Endoscopic Depth Measurement and Super-Spectral-Resolution Imaging

TL;DR

This paper introduces an innovative endoscopic system that combines hyperspectral imaging, structured lighting, and neural network upscaling to provide real-time, dense surface shape and spectral information for surgical guidance.

Contribution

The work presents a novel integrated optical system that combines sparse hyperspectral data with structured lighting and neural networks for super-resolution, enabling real-time intraoperative surface and spectral measurements.

Findings

Real-time surface shape reconstruction with known scale.

Dense hyperspectral stacks generated from sparse data.

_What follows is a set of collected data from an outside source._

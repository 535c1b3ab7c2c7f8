#![forbid(unsafe_code)]

//! Debounce and throttle over observables and plain callbacks.
//!
//! | Item | Emits |
//! |------|-------|
//! | [`Debouncer`], [`debounced`], [`watch_debounced`] | the last value of a burst, `window` after it ends |
//! | [`Throttler`], [`throttled`], [`watch_throttled`] | the first value immediately, then the latest value at each cooldown end |
//!
//! # Invariants
//!
//! 1. Each gate, projection or watch owns exactly one timer slot; a new change
//!    cancels the previous timer before arming its own.
//! 2. A debounced burst of N changes produces exactly one emission.
//! 3. Throttled emissions are at least `window` apart, and the last emission
//!    carries the last source value.
//! 4. Dropping any of these handles detaches it from its source and clears its
//!    timer.

mod gate;
mod projection;

use web_time::Duration;

pub(crate) use gate::Gate;
pub use gate::{Debouncer, Throttler};
pub use projection::{
    Debounced, RateLimitedWatch, Throttled, debounced, throttled, watch_debounced,
    watch_throttled,
};

/// Window used by [`Debouncer::with_default_window`] and
/// [`Throttler::with_default_window`].
pub const DEFAULT_WINDOW: Duration = Duration::from_millis(200);
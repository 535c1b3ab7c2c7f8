#![forbid(unsafe_code)]

use super::status::ConnectionStatus;

/// Failures reported by a [`Transport`](super::Transport) or
/// [`Connector`](super::Connector).
#[derive(Debug, Clone, PartialEq, Eq, thiserror::Error)]
pub enum TransportError {
    /// The connector could not establish a transport.
    #[error("connect failed: {0}")]
    Connect(String),
    /// A payload could not be written.
    #[error("send failed: {0}")]
    Send(String),
    /// Any other error surfaced by the transport.
    #[error("transport error: {0}")]
    Other(String),
}

/// Failures of connection operations.
#[derive(Debug, Clone, PartialEq, Eq, thiserror::Error)]
pub enum ConnectionError {
    /// `send` was called while the connection was not open.
    #[error("connection is not open (status {status})")]
    NotOpen { status: ConnectionStatus },
    /// The transport rejected the operation.
    #[error(transparent)]
    Transport(#[from] TransportError),
}
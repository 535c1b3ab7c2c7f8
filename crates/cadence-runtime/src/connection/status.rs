#![forbid(unsafe_code)]

use std::fmt;

/// Lifecycle state of a connection or transport.
///
/// Push-only streams never report `Closing`.
#[derive(Debug, Clone, Copy, PartialEq, Eq, Hash, Default)]
#[cfg_attr(feature = "serde", derive(serde::Serialize, serde::Deserialize))]
#[cfg_attr(feature = "serde", serde(rename_all = "UPPERCASE"))]
pub enum ConnectionStatus {
    /// A transport exists but has not reported open yet.
    Connecting,
    /// The transport is open.
    Open,
    /// A close was requested and is awaiting confirmation.
    Closing,
    /// No live transport.
    #[default]
    Closed,
}

impl ConnectionStatus {
    #[must_use]
    pub const fn is_open(self) -> bool {
        matches!(self, Self::Open)
    }

    #[must_use]
    pub const fn is_closed(self) -> bool {
        matches!(self, Self::Closed)
    }

    /// Upper-case name, matching the browser ready-state names.
    #[must_use]
    pub const fn as_str(self) -> &'static str {
        match self {
            Self::Connecting => "CONNECTING",
            Self::Open => "OPEN",
            Self::Closing => "CLOSING",
            Self::Closed => "CLOSED",
        }
    }
}

impl fmt::Display for ConnectionStatus {
    fn fmt(&self, f: &mut fmt::Formatter<'_>) -> fmt::Result {
        f.write_str(self.as_str())
    }
}

#[cfg(test)]
mod tests {
    use super::*;

    #[test]
    fn default_is_closed() {
        assert_eq!(ConnectionStatus::default(), ConnectionStatus::Closed);
        assert!(ConnectionStatus::default().is_closed());
    }

    #[test]
    fn display_uses_ready_state_names() {
        assert_eq!(ConnectionStatus::Connecting.to_string(), "CONNECTING");
        assert_eq!(ConnectionStatus::Closing.to_string(), "CLOSING");
    }

    #[cfg(feature = "serde")]
    #[test]
    fn serde_uses_upper_case() {
        let json = serde_json::to_string(&ConnectionStatus::Open).unwrap();
        assert_eq!(json, "\"OPEN\"");
        let back: ConnectionStatus = serde_json::from_str("\"CLOSED\"").unwrap();
        assert_eq!(back, ConnectionStatus::Closed);
    }
}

Validated system on ex vivo and in vivo experiments.

Abstract

Intra-operative measurements of tissue shape and multi/ hyperspectral information have the potential to provide surgical guidance and decision making support. We report an optical probe based system to combine sparse hyperspectral measurements and spectrally-encoded structured lighting (SL) for surface measurements. The system provides informative signals for navigation with a surgical interface. By rapidly switching between SL and white light (WL) modes, SL information is combined with structure-from-motion (SfM) from white light images, based on SURF feature detection and Lucas-Kanade (LK) optical flow to provide quasi-dense surface shape reconstruction with known scale in real-time. Furthermore, "super-spectral-resolution" was realized, whereby the RGB images and sparse hyperspectral data were integrated to recover dense pixel-level hyperspectral stacks, by using convolutional neural networks to upscale the wavelength dimension. Validation and demonstration of this system is reported on ex vivo/in vivo animal/ human experiments.